Memorable excerpts (among many):
“We must have awakened sooner or later. The imagination cannot always triumph over reality, the desire over truth…Now we have no God. We have had two: The old God that our fathers handed down to us, that we hated, and never liked; the new one that we made for ourselves, that we loved; but now he has flitted away from us, and we see what he was made of – the shadow of our highest ideal, crowned and enthroned.”
“But we, wretched unbelievers, we bear our own burdens; we must say, I myself did it, I. Not God, not Satan; I myself!”
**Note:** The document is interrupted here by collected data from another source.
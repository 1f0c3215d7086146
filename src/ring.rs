//! Weighted consistent-hash ring.
//!
//! Implements the classic MD5-based continuum: every node is expanded into a
//! number of virtual replicas proportional to its weight, each replica digest
//! contributes three 32-bit positions on a circle, and a key is owned by the
//! first position at or after the key's own hash (wrapping at the top of the
//! ring). Adding or removing a node therefore only remaps the fraction of
//! keys that fall between the affected positions.
//!
//! The ring is pure and immutable: [`HashRing::build`] does all the work up
//! front and the result can be shared freely between concurrent readers.
//! Rebuilding from the same nodes and weights reproduces the identical
//! position sequence, which the test suite relies on.

use std::collections::HashMap;

use md5::{Digest, Md5};
use tracing::debug;

/// Base number of virtual replicas per node at weight 1.
///
/// A node's replica count is `floor(40 * node_count * weight / total_weight)`,
/// so with equal weights every node gets 40 replicas (120 ring positions).
const REPLICAS_PER_NODE: usize = 40;

/// Each replica digest yields this many ring positions (byte groups 0-3,
/// 4-7 and 8-11 of the 16-byte digest; the last group is unused).
const POSITIONS_PER_REPLICA: usize = 3;

/// Per-node weight map. Nodes absent from the map default to weight 1.
pub type Weights = HashMap<String, f64>;

/// Compute the raw 16-byte MD5 digest of a key.
pub fn md5_digest(key: &str) -> [u8; 16] {
    let mut hasher = Md5::new();
    hasher.update(key.as_bytes());
    hasher.finalize().into()
}

/// Assemble a 32-bit value from four digest bytes at `offset`, little-endian:
/// `b[offset] | b[offset+1] << 8 | b[offset+2] << 16 | b[offset+3] << 24`.
fn le_u32_at(digest: &[u8; 16], offset: usize) -> u32 {
    u32::from_le_bytes([
        digest[offset],
        digest[offset + 1],
        digest[offset + 2],
        digest[offset + 3],
    ])
}

/// Derive the three ring positions contributed by one replica digest.
///
/// Uses byte offsets 0-3, 4-7 and 8-11; offsets 12-15 are discarded.
pub fn ring_positions(digest: &[u8; 16]) -> [u32; 3] {
    [
        le_u32_at(digest, 0),
        le_u32_at(digest, 4),
        le_u32_at(digest, 8),
    ]
}

/// Derive a key's single ring position from its digest (byte offsets 0-3).
///
/// Note the asymmetry with [`ring_positions`]: ring construction spreads each
/// replica across three positions, key lookup uses only the first group.
pub fn key_position(digest: &[u8; 16]) -> u32 {
    le_u32_at(digest, 0)
}

/// An immutable weighted consistent-hash ring over named nodes.
///
/// ```
/// use nimbus_kv::ring::{HashRing, Weights};
///
/// let ring = HashRing::build(["a", "b", "c"], &Weights::new());
/// let owner = ring.get_node("my_key").expect("ring is not empty");
/// assert_eq!(Some(owner), ring.get_node("my_key"));
/// ```
#[derive(Debug, Clone)]
pub struct HashRing {
    /// All ring positions in ascending order. Duplicate values are possible
    /// (hash collisions) and are kept; they resolve through `slots`.
    positions: Vec<u32>,
    /// Position -> node name. On a cross-node collision the last node
    /// inserted wins, matching plain map semantics.
    slots: HashMap<u32, String>,
    /// Distinct node names in insertion order.
    nodes: Vec<String>,
}

impl HashRing {
    /// Build a ring from a set of node names and an optional weight map.
    ///
    /// Nodes missing from `weights` default to weight 1. Higher weight means
    /// proportionally more replicas and therefore proportionally more keys.
    pub fn build<I, S>(nodes: I, weights: &Weights) -> Self
    where
        I: IntoIterator<Item = S>,
        S: Into<String>,
    {
        let nodes: Vec<String> = nodes.into_iter().map(Into::into).collect();

        let total_weight: f64 = nodes.iter().map(|n| node_weight(weights, n)).sum();

        let mut positions = Vec::new();
        let mut slots = HashMap::new();

        for node in &nodes {
            let weight = node_weight(weights, node);
            let factor = ((REPLICAS_PER_NODE * nodes.len()) as f64 * weight / total_weight)
                .floor() as usize;

            for replica in 0..factor {
                let digest = md5_digest(&format!("{node}-{replica}"));
                for position in ring_positions(&digest) {
                    slots.insert(position, node.clone());
                    positions.push(position);
                }
            }
        }

        positions.sort_unstable();
        debug!(
            nodes = nodes.len(),
            positions = positions.len(),
            "built hash ring"
        );

        Self {
            positions,
            slots,
            nodes,
        }
    }

    /// True when the ring holds no positions at all.
    pub fn is_empty(&self) -> bool {
        self.positions.is_empty()
    }

    /// Number of distinct nodes the ring was built from.
    pub fn node_count(&self) -> usize {
        self.nodes.len()
    }

    /// The sorted position sequence, exposed for determinism checks.
    pub fn positions(&self) -> &[u32] {
        &self.positions
    }

    /// Resolve the node owning `key`, or `None` on an empty ring.
    pub fn get_node(&self, key: &str) -> Option<&str> {
        let index = self.position_index(key)?;
        self.node_at(index)
    }

    /// Distinct node names in ring order starting at `key`'s resolved
    /// position and wrapping around the circle exactly once.
    ///
    /// Each node appears exactly once (first occurrence kept), so the result
    /// is a preference order over all configured nodes for this key.
    pub fn iterate_nodes(&self, key: &str) -> Vec<&str> {
        let Some(start) = self.position_index(key) else {
            return Vec::new();
        };

        let mut ordered: Vec<&str> = Vec::with_capacity(self.nodes.len());
        let len = self.positions.len();
        for step in 0..len {
            if let Some(node) = self.node_at((start + step) % len) {
                if !ordered.contains(&node) {
                    ordered.push(node);
                }
            }
        }
        ordered
    }

    /// Index of the first position strictly greater than the key's own
    /// position, wrapping to 0 past the end. `None` on an empty ring.
    fn position_index(&self, key: &str) -> Option<usize> {
        if self.positions.is_empty() {
            return None;
        }

        let target = key_position(&md5_digest(key));
        let index = self.positions.partition_point(|&p| p <= target);
        if index == self.positions.len() {
            Some(0)
        } else {
            Some(index)
        }
    }

    fn node_at(&self, index: usize) -> Option<&str> {
        self.slots
            .get(&self.positions[index])
            .map(String::as_str)
    }
}

fn node_weight(weights: &Weights, node: &str) -> f64 {
    weights.get(node).copied().unwrap_or(1.0)
}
I came across a reference to Olive Schreiner in a review of Lyndall Gordon’s biographical work, Outsiders: Five Women Writers Who Changed the World. I haven’t read it, but it sounded interesting, and I have provided the link:
The edition I read is from the Limited Editions Club. The cover material is Ugandan bark cloth, Isak Dinesen provides the introduction, and it is illustrated by Paul Hogarth. I have also seen editions from Oxford World’s Classics, Penguin, Virago, and Modern Library.
Memorable excerpts :
It is a terrible, hateful ending, said the little teller of the story, leaning forward on her folded arms; and the worst is, it is true. I have noticed, added the child very deliberately, that it is only the made up stories that end nicely; the true ones all end so.
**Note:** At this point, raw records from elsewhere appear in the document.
use std::collections::{HashMap, HashSet};
use std::sync::atomic::{AtomicBool, Ordering};
use std::sync::Arc;

use anyhow::{anyhow, Result};
use async_trait::async_trait;
use tokio::sync::Mutex;
use tokio::time::{sleep, Duration};

use nimbus_kv::{Connection, KvNode, NodeTable, Router, Transport, Weights, DEFAULT_SYSTEM};

/// In-memory node implementing the `KvNode` contract directly, with failure
/// injection and call recording for protocol assertions.
pub struct MemoryNode {
    name: String,
    store: Mutex<HashMap<String, Vec<u8>>>,
    failing: AtomicBool,
    set_calls: Mutex<Vec<(String, Vec<u8>)>>,
    get_calls: Mutex<Vec<String>>,
}

impl MemoryNode {
    pub fn new(name: impl Into<String>) -> Arc<Self> {
        Arc::new(Self {
            name: name.into(),
            store: Mutex::new(HashMap::new()),
            failing: AtomicBool::new(false),
            set_calls: Mutex::new(Vec::new()),
            get_calls: Mutex::new(Vec::new()),
        })
    }

    pub fn set_failing(&self, fail: bool) {
        self.failing.store(fail, Ordering::SeqCst);
    }

    /// Read a key directly, bypassing the `KvNode` contract and recording.
    pub async fn peek(&self, key: &str) -> Option<Vec<u8>> {
        let store = self.store.lock().await;
        store.get(key).cloned()
    }

    /// Write a key directly, staging an indirection state for a test.
    pub async fn plant(&self, key: &str, value: &[u8]) {
        let mut store = self.store.lock().await;
        store.insert(key.to_string(), value.to_vec());
    }

    pub async fn set_calls(&self) -> Vec<(String, Vec<u8>)> {
        let calls = self.set_calls.lock().await;
        calls.clone()
    }

    pub async fn get_calls(&self) -> Vec<String> {
        let calls = self.get_calls.lock().await;
        calls.clone()
    }

    fn check_failure(&self) -> Result<()> {
        if self.failing.load(Ordering::SeqCst) {
            Err(anyhow!("injected node failure on {}", self.name))
        } else {
            Ok(())
        }
    }
}

#[async_trait]
impl KvNode for MemoryNode {
    fn identity(&self) -> &str {
        &self.name
    }

    async fn get(&self, key: &str) -> Result<Option<Vec<u8>>> {
        self.check_failure()?;
        {
            let mut calls = self.get_calls.lock().await;
            calls.push(key.to_string());
        }
        let store = self.store.lock().await;
        Ok(store.get(key).cloned())
    }

    async fn set(&self, key: &str, value: &[u8]) -> Result<()> {
        self.check_failure()?;
        {
            let mut calls = self.set_calls.lock().await;
            calls.push((key.to_string(), value.to_vec()));
        }
        let mut store = self.store.lock().await;
        store.insert(key.to_string(), value.to_vec());
        Ok(())
    }

    async fn delete(&self, key: &str) -> Result<bool> {
        self.check_failure()?;
        let mut store = self.store.lock().await;
        store.remove(key);
        Ok(true)
    }
}

/// A registered system's in-memory nodes, addressable by identity.
pub struct TestSystem {
    pub router: Router,
    pub lookup: HashMap<String, Arc<MemoryNode>>,
    pub storage: HashMap<String, Arc<MemoryNode>>,
}

impl TestSystem {
    /// Build a router with one system under `DEFAULT_SYSTEM` from plain
    /// node-name lists.
    pub async fn new(lookup_names: &[&str], storage_names: &[&str]) -> Self {
        Self::weighted(lookup_names, storage_names, &Weights::new()).await
    }

    pub async fn weighted(
        lookup_names: &[&str],
        storage_names: &[&str],
        weights: &Weights,
    ) -> Self {
        let lookup: HashMap<String, Arc<MemoryNode>> = lookup_names
            .iter()
            .map(|name| (name.to_string(), MemoryNode::new(*name)))
            .collect();
        let storage: HashMap<String, Arc<MemoryNode>> = storage_names
            .iter()
            .map(|name| (name.to_string(), MemoryNode::new(*name)))
            .collect();

        let router = Router::new();
        router
            .add_system(
                DEFAULT_SYSTEM,
                as_node_table(&lookup),
                as_node_table(&storage),
                weights,
            )
            .await
            .expect("system registration succeeds");

        Self {
            router,
            lookup,
            storage,
        }
    }

    /// Lookup nodes in candidate order for `key`, as `MemoryNode` handles.
    pub async fn lookup_candidates(&self, key: &str) -> Vec<Arc<MemoryNode>> {
        let system = self
            .router
            .system(DEFAULT_SYSTEM)
            .await
            .expect("system registered");
        system
            .lookup_candidates(key)
            .iter()
            .map(|node| self.lookup[node.identity()].clone())
            .collect()
    }

    /// Identity of the storage node `key` hashes to directly.
    pub async fn direct_storage_name(&self, key: &str) -> String {
        let system = self
            .router
            .system(DEFAULT_SYSTEM)
            .await
            .expect("system registered");
        system
            .storage_node_direct(key)
            .expect("storage ring is not empty")
            .identity()
            .to_string()
    }
}

pub fn as_node_table(nodes: &HashMap<String, Arc<MemoryNode>>) -> NodeTable {
    nodes
        .iter()
        .map(|(name, node)| (name.clone(), node.clone() as Arc<dyn KvNode>))
        .collect()
}

/// Shared backing state for the in-memory transport: per-address stores,
/// injected connect failures, per-address operation latency, and connect
/// counts for cache assertions.
#[derive(Default)]
pub struct BackendRegistry {
    stores: Mutex<HashMap<String, Arc<Mutex<HashMap<String, Vec<u8>>>>>>,
    failing: Mutex<HashSet<String>>,
    latencies: Mutex<HashMap<String, Duration>>,
    connects: Mutex<HashMap<String, usize>>,
}

impl BackendRegistry {
    pub async fn set_failing(&self, addr: &str, fail: bool) {
        let mut failing = self.failing.lock().await;
        if fail {
            failing.insert(addr.to_string());
        } else {
            failing.remove(addr);
        }
    }

    pub async fn set_latency(&self, addr: &str, latency: Duration) {
        let mut latencies = self.latencies.lock().await;
        latencies.insert(addr.to_string(), latency);
    }

    pub async fn connect_count(&self, addr: &str) -> usize {
        let connects = self.connects.lock().await;
        connects.get(addr).copied().unwrap_or(0)
    }

    /// Direct view of one address's store.
    pub async fn store_for(&self, addr: &str) -> Arc<Mutex<HashMap<String, Vec<u8>>>> {
        let mut stores = self.stores.lock().await;
        stores.entry(addr.to_string()).or_default().clone()
    }
}

/// In-memory `Transport` whose connections read and write the registry's
/// per-address stores.
#[derive(Clone)]
pub struct MemoryTransport {
    pub registry: Arc<BackendRegistry>,
}

impl MemoryTransport {
    pub fn new(registry: Arc<BackendRegistry>) -> Self {
        Self { registry }
    }
}

pub struct MemoryConnection {
    store: Arc<Mutex<HashMap<String, Vec<u8>>>>,
    latency: Option<Duration>,
}

impl MemoryConnection {
    async fn maybe_sleep(&self) {
        if let Some(delay) = self.latency {
            sleep(delay).await;
        }
    }
}

#[async_trait]
impl Connection for MemoryConnection {
    async fn get(&self, key: &str) -> Result<Option<Vec<u8>>> {
        self.maybe_sleep().await;
        let store = self.store.lock().await;
        Ok(store.get(key).cloned())
    }

    async fn set(&self, key: &str, value: &[u8]) -> Result<()> {
        self.maybe_sleep().await;
        let mut store = self.store.lock().await;
        store.insert(key.to_string(), value.to_vec());
        Ok(())
    }

    async fn delete(&self, key: &str) -> Result<bool> {
        self.maybe_sleep().await;
        let mut store = self.store.lock().await;
        store.remove(key);
        Ok(true)
    }
}

#[async_trait]
impl Transport for MemoryTransport {
    type Conn = MemoryConnection;

    async fn connect(&self, addr: &str) -> Result<MemoryConnection> {
        {
            let mut connects = self.registry.connects.lock().await;
            *connects.entry(addr.to_string()).or_insert(0) += 1;
        }
        {
            let failing = self.registry.failing.lock().await;
            if failing.contains(addr) {
                return Err(anyhow!("injected connect failure for {addr}"));
            }
        }
        let latency = {
            let latencies = self.registry.latencies.lock().await;
            latencies.get(addr).copied()
        };
        Ok(MemoryConnection {
            store: self.registry.store_for(addr).await,
            latency,
        })
    }
}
They did not understand the discourse (the charlatan’s false sermon), which made it the more affecting. There hung over it that inscrutable charm which hovers for ever for the human intellect over the incomprehensible and shadowy.
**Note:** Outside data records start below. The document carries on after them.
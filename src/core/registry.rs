//! # Converter Registry
//!
//! Per-type overrides that replace the default primitive/sequence/record
//! framing with custom encode/decode functions.
//!
//! Converters are keyed by [`TypeId`], so an override applies to exactly one
//! concrete type (`Vec<u8>` and `Vec<i32>` are independent keys). Registering
//! a type twice replaces the earlier converter.
//!
//! The registry is owned by a [`Codec`](crate::core::codec::Codec) and mutated
//! only through `&mut` access, so it cannot change while an encode or decode
//! call borrows the codec. Callers that need to register while sharing a codec
//! across threads wrap it in a `RwLock`.

use crate::error::{constants, CodecError, Result};
use std::any::{Any, TypeId};
use std::collections::HashMap;
use std::fmt;
use std::sync::Arc;
use tracing::debug;

type EncodeFn = dyn Fn(&dyn Any) -> Result<Vec<u8>> + Send + Sync + 'static;
type DecodeFn = dyn Fn(&[u8]) -> Result<Box<dyn Any>> + Send + Sync + 'static;

/// Type-erased pair of converter functions
#[derive(Clone)]
struct Converter {
    type_name: &'static str,
    encode: Arc<EncodeFn>,
    decode: Arc<DecodeFn>,
}

/// Mapping from a runtime type to its converter functions
#[derive(Clone)]
pub struct Registry {
    converters: HashMap<TypeId, Converter>,
}

impl Default for Registry {
    fn default() -> Self {
        Self::new()
    }
}

impl Registry {
    /// Create a registry with the default UTF-8 text converter for `String`
    pub fn new() -> Self {
        let mut registry = Self::empty();
        registry.register::<String, _, _>(
            |text| Ok(text.as_bytes().to_vec()),
            |bytes| {
                String::from_utf8(bytes.to_vec())
                    .map_err(|_| CodecError::ShapeMismatch(constants::ERR_INVALID_UTF8.to_string()))
            },
        );
        registry
    }

    /// Create a registry with no converters at all
    pub fn empty() -> Self {
        Self {
            converters: HashMap::new(),
        }
    }

    /// Register a converter for `T`, replacing any earlier one.
    pub fn register<T, E, D>(&mut self, encode: E, decode: D)
    where
        T: Any,
        E: Fn(&T) -> Result<Vec<u8>> + Send + Sync + 'static,
        D: Fn(&[u8]) -> Result<T> + Send + Sync + 'static,
    {
        let type_name = std::any::type_name::<T>();

        let encode = move |value: &dyn Any| match value.downcast_ref::<T>() {
            Some(value) => encode(value),
            None => Err(CodecError::UnsupportedValue(format!(
                "{}: expected {type_name}",
                constants::ERR_CONVERTER_TYPE
            ))),
        };
        let decode = move |bytes: &[u8]| decode(bytes).map(|value| Box::new(value) as Box<dyn Any>);

        let converter = Converter {
            type_name,
            encode: Arc::new(encode),
            decode: Arc::new(decode),
        };

        if self.converters.insert(TypeId::of::<T>(), converter).is_some() {
            debug!(type_name, "Replaced converter");
        } else {
            debug!(type_name, "Registered converter");
        }
    }

    /// Copy every converter from `other`, overwriting on collision
    pub fn merge(&mut self, other: &Registry) {
        for (type_id, converter) in &other.converters {
            self.converters.insert(*type_id, converter.clone());
        }
        debug!(merged = other.converters.len(), total = self.converters.len(), "Merged converters");
    }

    /// Whether a converter is registered for `T`
    pub fn contains<T: Any>(&self) -> bool {
        self.converters.contains_key(&TypeId::of::<T>())
    }

    /// Number of registered converters
    pub fn len(&self) -> usize {
        self.converters.len()
    }

    /// Whether no converters are registered
    pub fn is_empty(&self) -> bool {
        self.converters.is_empty()
    }

    /// Run the converter for `T` if one is registered
    pub(crate) fn encode<T: Any>(&self, value: &T) -> Option<Result<Vec<u8>>> {
        self.converters
            .get(&TypeId::of::<T>())
            .map(|converter| (converter.encode)(value))
    }

    /// Run the decoder for `T` if one is registered
    pub(crate) fn decode<T: Any>(&self, bytes: &[u8]) -> Option<Result<T>> {
        let converter = self.converters.get(&TypeId::of::<T>())?;
        let result = (converter.decode)(bytes).and_then(|value| {
            value.downcast::<T>().map(|value| *value).map_err(|_| {
                CodecError::UnsupportedValue(format!(
                    "{}: expected {}",
                    constants::ERR_CONVERTER_TYPE,
                    converter.type_name
                ))
            })
        });
        Some(result)
    }
}

impl fmt::Debug for Registry {
    fn fmt(&self, f: &mut fmt::Formatter<'_>) -> fmt::Result {
        let mut names: Vec<&str> = self.converters.values().map(|c| c.type_name).collect();
        names.sort_unstable();
        f.debug_struct("Registry").field("converters", &names).finish()
    }
}

/// Declare types that are framed only through a registered converter.
///
/// Encoding or decoding such a type on a codec without a converter for it
/// fails with `UnsupportedValue`. A zero-length frame decodes to
/// `Default::default()`, so each listed type must implement `Default`.
#[macro_export]
macro_rules! converted_shape {
    ($($ty:ty),+ $(,)?) => {
        $(
            impl $crate::core::shape::Shape for $ty {
                const KIND: $crate::core::shape::ShapeKind = $crate::core::shape::ShapeKind::Primitive;

                fn absent() -> $crate::error::Result<Self> {
                    ::std::result::Result::Ok(<Self as ::std::default::Default>::default())
                }

                fn write_payload(
                    &self,
                    _w: &mut $crate::core::shape::FrameWriter<'_>,
                ) -> $crate::error::Result<()> {
                    ::std::result::Result::Err($crate::error::CodecError::UnsupportedValue(
                        ::std::format!(
                            "{}: {}",
                            $crate::error::constants::ERR_NO_CONVERTER,
                            ::std::any::type_name::<Self>()
                        ),
                    ))
                }

                fn read_payload(
                    _payload: &[u8],
                    _r: &mut $crate::core::shape::FrameReader<'_>,
                ) -> $crate::error::Result<Self> {
                    ::std::result::Result::Err($crate::error::CodecError::UnsupportedValue(
                        ::std::format!(
                            "{}: {}",
                            $crate::error::constants::ERR_NO_CONVERTER,
                            ::std::any::type_name::<Self>()
                        ),
                    ))
                }
            }
        )+
    };
}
To the old German the story it was no story. Its events were as real and as important to himself as the matters of his own life. He could not go away without knowing whether the wicked Earl relented, and whether the Baron married Emelina.
Times and Seasons is a very important chapter that outlines the course of one’s experiences with religious faith (if one is willing to think for oneself): belief, questioning, skepticism, disbelief, and finally the replacement of religion with knowledge and an appreciation of the beauty and order of Nature. Some excerpts from this chapter follow:
Is it good of God to make hell? Was it kind of Him to let no one be forgiven unless Jesus Christ died?
Is it right there should be a chosen people? To Him, who is father to all, should not all be dear?
We must have awakened sooner or later. The imagination cannot always triumph over reality, the desire over truth…Now we have no God. We have had two: The old God that our fathers handed down to us, that we hated, and never liked; the new one that we made for ourselves, that we loved; but now he has flitted away from us, and we see what he was made of – the shadow of our highest ideal, crowned and enthroned. Now we have no God...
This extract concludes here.